─── DATASET RECORDS
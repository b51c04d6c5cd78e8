//! Minimal HTTP/1.1 server that supports Range GET for integration tests.
//!
//! Serves a single static body at any path. Responds to `Range: bytes=N-`
//! with 206 Partial Content (or 416 when N is past the end). Can be told to
//! ignore ranges, answer every request with a fixed error status, or cut the
//! first few responses short. Records every request it sees.

use std::io::{Read, Write};
use std::net::{Shutdown, TcpListener, TcpStream};
use std::sync::atomic::{AtomicUsize, Ordering};
use std::sync::{Arc, Mutex};
use std::thread;
use std::time::Duration;

#[derive(Debug, Clone, Copy)]
pub struct RangeServerOptions {
    /// If false, GET ignores Range and always returns 200 with the full body.
    pub support_ranges: bool,
    /// If set, every request gets this status and an empty body.
    pub status: Option<u16>,
    /// Number of initial responses that are cut short.
    pub cut_first: usize,
    /// Body bytes sent before closing a cut response.
    pub cut_after: usize,
}

impl Default for RangeServerOptions {
    fn default() -> Self {
        Self {
            support_ranges: true,
            status: None,
            cut_first: 0,
            cut_after: 0,
        }
    }
}

/// Handle to a running server. The server runs until the process exits.
pub struct RangeServer {
    /// URL of the served file, e.g. "http://127.0.0.1:12345/unidic.zip".
    pub url: String,
    hits: Arc<AtomicUsize>,
    ranges: Arc<Mutex<Vec<Option<u64>>>>,
}

impl RangeServer {
    /// Number of requests received so far.
    pub fn hits(&self) -> usize {
        self.hits.load(Ordering::SeqCst)
    }

    /// Range start of each request, in arrival order (`None` = no Range header).
    pub fn ranges(&self) -> Vec<Option<u64>> {
        self.ranges.lock().unwrap().clone()
    }
}

/// Starts a server in a background thread serving `body`.
pub fn start(body: Vec<u8>) -> RangeServer {
    start_with_options(body, RangeServerOptions::default())
}

/// Like `start` but allows customizing server behavior (ranges ignored, errors, cuts).
pub fn start_with_options(body: Vec<u8>, opts: RangeServerOptions) -> RangeServer {
    let listener = TcpListener::bind("127.0.0.1:0").expect("bind");
    let port = listener.local_addr().unwrap().port();
    let body = Arc::new(body);
    let hits = Arc::new(AtomicUsize::new(0));
    let ranges = Arc::new(Mutex::new(Vec::new()));
    {
        let hits = Arc::clone(&hits);
        let ranges = Arc::clone(&ranges);
        thread::spawn(move || {
            for stream in listener.incoming().flatten() {
                let body = Arc::clone(&body);
                let hits = Arc::clone(&hits);
                let ranges = Arc::clone(&ranges);
                thread::spawn(move || handle(stream, &body, opts, &hits, &ranges));
            }
        });
    }
    RangeServer {
        url: format!("http://127.0.0.1:{}/unidic.zip", port),
        hits,
        ranges,
    }
}

fn handle(
    mut stream: TcpStream,
    body: &[u8],
    opts: RangeServerOptions,
    hits: &AtomicUsize,
    ranges: &Mutex<Vec<Option<u64>>>,
) {
    let _ = stream.set_read_timeout(Some(Duration::from_secs(2)));
    let _ = stream.set_write_timeout(Some(Duration::from_secs(2)));
    let mut buf = [0u8; 8192];
    let n = match stream.read(&mut buf) {
        Ok(0) => return,
        Ok(n) => n,
        Err(_) => return,
    };
    let request = match std::str::from_utf8(&buf[..n]) {
        Ok(s) => s,
        Err(_) => return,
    };
    let (method, range) = parse_request(request);
    ranges.lock().unwrap().push(range);
    let index = hits.fetch_add(1, Ordering::SeqCst);

    if !method.eq_ignore_ascii_case("GET") {
        let _ = stream.write_all(
            b"HTTP/1.1 405 Method Not Allowed\r\nContent-Length: 0\r\nConnection: close\r\n\r\n",
        );
        return;
    }
    if let Some(status) = opts.status {
        let response = format!(
            "HTTP/1.1 {} Test Status\r\nContent-Length: 0\r\nConnection: close\r\n\r\n",
            status
        );
        let _ = stream.write_all(response.as_bytes());
        return;
    }

    let total = body.len() as u64;
    let (status, content_range, slice) = match range.filter(|_| opts.support_ranges) {
        Some(start) if start >= total => (
            "416 Range Not Satisfiable",
            format!("bytes */{}", total),
            &body[0..0],
        ),
        Some(start) => (
            "206 Partial Content",
            format!("bytes {}-{}/{}", start, total - 1, total),
            &body[start as usize..],
        ),
        None => (
            "200 OK",
            format!("bytes 0-{}/{}", total.saturating_sub(1), total),
            body,
        ),
    };
    let accept_ranges = if opts.support_ranges {
        "Accept-Ranges: bytes\r\n"
    } else {
        ""
    };
    let response = format!(
        "HTTP/1.1 {}\r\nContent-Length: {}\r\nContent-Range: {}\r\n{}Connection: close\r\n\r\n",
        status,
        slice.len(),
        content_range,
        accept_ranges
    );
    let _ = stream.write_all(response.as_bytes());
    if index < opts.cut_first {
        let cut = opts.cut_after.min(slice.len());
        let _ = stream.write_all(&slice[..cut]);
        let _ = stream.flush();
        let _ = stream.shutdown(Shutdown::Both);
        return;
    }
    let _ = stream.write_all(slice);
}

/// Returns (method, start of `Range: bytes=N-` if present).
fn parse_request(request: &str) -> (&str, Option<u64>) {
    let mut method = "";
    let mut range = None;
    for line in request.lines() {
        let line = line.trim();
        if line.is_empty() {
            break;
        }
        if method.is_empty() {
            method = line.split_whitespace().next().unwrap_or("");
            continue;
        }
        if let Some((name, value)) = line.split_once(':') {
            if name.trim().eq_ignore_ascii_case("range") {
                let value = value.trim();
                if value.to_lowercase().starts_with("bytes=") {
                    if let Some((a, _)) = value[6..].split_once('-') {
                        range = a.trim().parse::<u64>().ok();
                    }
                }
            }
        }
    }
    (method, range)
}
//! HTTP GET of the manifest.

use super::error::ManifestError;
use super::manifest::Manifest;
use crate::transfer::TransferOptions;

/// Downloads and parses the manifest. Anything but `200` is an error.
pub fn fetch_manifest(url: &str, options: &TransferOptions) -> Result<Manifest, ManifestError> {
    let unreachable = |source| ManifestError::Unreachable {
        url: url.to_string(),
        source,
    };
    let mut body: Vec<u8> = Vec::new();

    let mut easy = curl::easy::Easy::new();
    easy.url(url).map_err(unreachable)?;
    easy.follow_location(true).map_err(unreachable)?;
    easy.useragent(concat!("unidic-fetch/", env!("CARGO_PKG_VERSION")))
        .map_err(unreachable)?;
    easy.connect_timeout(options.connect_timeout)
        .map_err(unreachable)?;
    easy.low_speed_limit(1).map_err(unreachable)?;
    easy.low_speed_time(options.stall_timeout)
        .map_err(unreachable)?;

    {
        let mut transfer = easy.transfer();
        transfer
            .write_function(|data| {
                body.extend_from_slice(data);
                Ok(data.len())
            })
            .map_err(unreachable)?;
        transfer.perform().map_err(unreachable)?;
    }

    let status = easy.response_code().map_err(unreachable)?;
    if status != 200 {
        return Err(ManifestError::Status {
            url: url.to_string(),
            status,
        });
    }

    let manifest = Manifest::from_slice(&body).map_err(|source| ManifestError::Parse {
        url: url.to_string(),
        source,
    })?;
    tracing::debug!(entries = manifest.len(), "fetched manifest from {}", url);
    Ok(manifest)
}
──────
▸ **YOUR OBJECTIVE**: How many of the lines above include "struct"? Only the number should be given.

▸ **TASK SOLUTION**: 2